Dans ce cadre, la critique que nous adressions au courant bordiguiste dans notre dernier « Rapport sur la décomposition » (5) s’applique également au texte du camarade Tibor qui a oublié en chemin ce pilier de la démarche marxiste qu’est l’évolution dialectique des sociétés humaines selon l’unité des contraires : « Pour le marxisme, la superstructure des formations sociales, c’est-à-dire leur organisation politique, juridique et idéologique, naît sur la base de l’infrastructure économique et est déterminée par cette dernière. C’est ce qu’ont compris les épigones [de Bordiga]. Cependant, le fait que cette superstructure puisse agir comme cause […] aussi bien que comme effet, leur échappe. Engels, vers la fin de sa vie, a dû insister sur ce point précis dans une série de lettres adressées dans les années 1890 au matérialisme vulgaire des épigones de l’époque. Sa correspondance est une lecture absolument essentielle pour ceux qui nient aujourd’hui que la décomposition de la superstructure capitaliste puisse avoir un effet catastrophique sur les fondements économiques du système ».
En fait, Tibor projette sur notre analyse de la décomposition sa propre démarche schématique typique du matérialisme vulgaire : comme il envisage l’histoire du capitalisme avec le filtre d’un économisme étriqué, sous la forme de cycles de production éternels qui n’augmenteraient qu’en taille, de catastrophes dont l’évolution ne serait jamais que quantitative et dont toute la vie sociale découlerait mécaniquement, il perçoit notre cadre de la décomposition de façon complètement déformée en termes d’accumulation de phénomènes empiriques. Et dans sa logique, il suffit de constater que ces phénomènes existaient avant la phase de décomposition pour en invalider les fondements.

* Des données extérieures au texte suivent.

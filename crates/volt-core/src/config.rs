//! Memory geometry.
//!
//! The 64 KiB device is split into two disjoint circular regions: the raw
//! sample log and the compressed token log. Geometry is fixed at compile
//! time; there is no runtime reconfiguration.

use crate::compress::encoder::MAX_SAMPLE_SIZE;
use crate::store::ring::Region;

/// Bytes in one sample record (see [`crate::sample`]).
pub const SAMPLE_SIZE: usize = 19;

/// Samples sharing one compression dictionary.
pub const BATCH_SIZE: u32 = 240;

/// Total size of the storage device.
pub const MEMORY_SIZE: u32 = 65536;

/// Capacity of the raw sample region.
pub const RAW_CAPACITY: u32 = 49152;

/// Capacity of the compressed token region.
pub const COMPRESSED_CAPACITY: u32 = 16384;

const _: () = assert!(RAW_CAPACITY + COMPRESSED_CAPACITY <= MEMORY_SIZE);
const _: () = assert!(SAMPLE_SIZE <= MAX_SAMPLE_SIZE);
// a full batch dictionary must stay well inside the retained raw window
const _: () = assert!(SAMPLE_SIZE as u32 * BATCH_SIZE * 2 <= RAW_CAPACITY);

/// The two regions of the storage device.
#[derive(Debug, Clone, Copy, PartialEq, Eq)]
pub struct MemoryMap {
    pub raw: Region,
    pub compressed: Region,
}

impl MemoryMap {
    /// Raw log at the bottom of the device, compressed log directly
    /// above it.
    pub const fn default_map() -> Self {
        Self {
            raw: Region::new(0, RAW_CAPACITY),
            compressed: Region::new(RAW_CAPACITY, COMPRESSED_CAPACITY),
        }
    }
}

D’ailleurs, l’analyse de Tibor n’explique jamais quel changement dans la période de décadence a pu produire cet événement majeur et inédit qu’a représenté l’implosion du bloc de l’Est. Pour lui, « prétendre que c’est la décomposition qui explique la chute du bloc de l’est, il faut faire preuve ici de la plus grande mauvaise foi ou de la plus grande méconnaissance de l’histoire. Si le bloc soviétique a implosé, du fait de ses contradictions, c’est suite à la conjonction d’un essoufflement économique manifeste aggravé par la stratégie poursuivie par la classe dominante américaine qui a consisté à pousser son adversaire plus faible dans une fuite en avant militariste qui ne pouvait qu’épuiser ce colosse aux pieds d’argile ». Mais où le CCI a-t-il nié que les pressions américaines n’avaient pas été un facteur décisif dans l’effondrement du bloc « soviétique » ? En revanche, Tibor passe complètement à côté de la question centrale : comment expliquer qu’un bloc s’effondre de lui-même pour la première fois dans l’histoire de la décadence ? À lire le camarade, il s’agit d’un simple aléa de l’histoire.
La démarche peu rigoureuse du camarade l’emmène ainsi à proférer des énormités telle que : « Le fait que la décomposition ait pu surgir sur une base non-économique devrait suffire à remettre en question une telle analyse. Alors même que la décadence surgit sur une base immédiatement économique, monopoles, capitalisme financier, unification capitaliste du monde, forces productives ayant atteint la limite de leur progressisme historique… il faut attendre plusieurs décennies pour que la décomposition prenne une forme économique. On reconnaît ici la méthode empiriste et impressionniste éloignée du marxisme, se mettant à la queue des événements plutôt que d’analyser les soubassements économiques des contradictions du capitalisme moderne ». Aucun texte du CCI, depuis les « Thèses sur la décomposition », n’a défendu une chose pareille ! Dans le numéro 61 de la Revue internationale nous écrivions même : « la cause première de la décomposition de ce bloc [celui de l’Est] est constituée par la faillite économique et politique totale, sous les coups de l’aggravation inexorable de la crise mondiale du capitalisme ». Mais Tibor croit déceler une anomalie dans nos récentes analyses sur l’« irruption des effets de la décomposition sur le plan économique ». Le tranchant dialectique des « Contre-thèses » est visiblement quelque peu émoussé, incapables qu’elles sont de concevoir que la décomposition peut surgir sur la base des contradictions économiques du capitalisme tout en alimentant ces mêmes contradictions…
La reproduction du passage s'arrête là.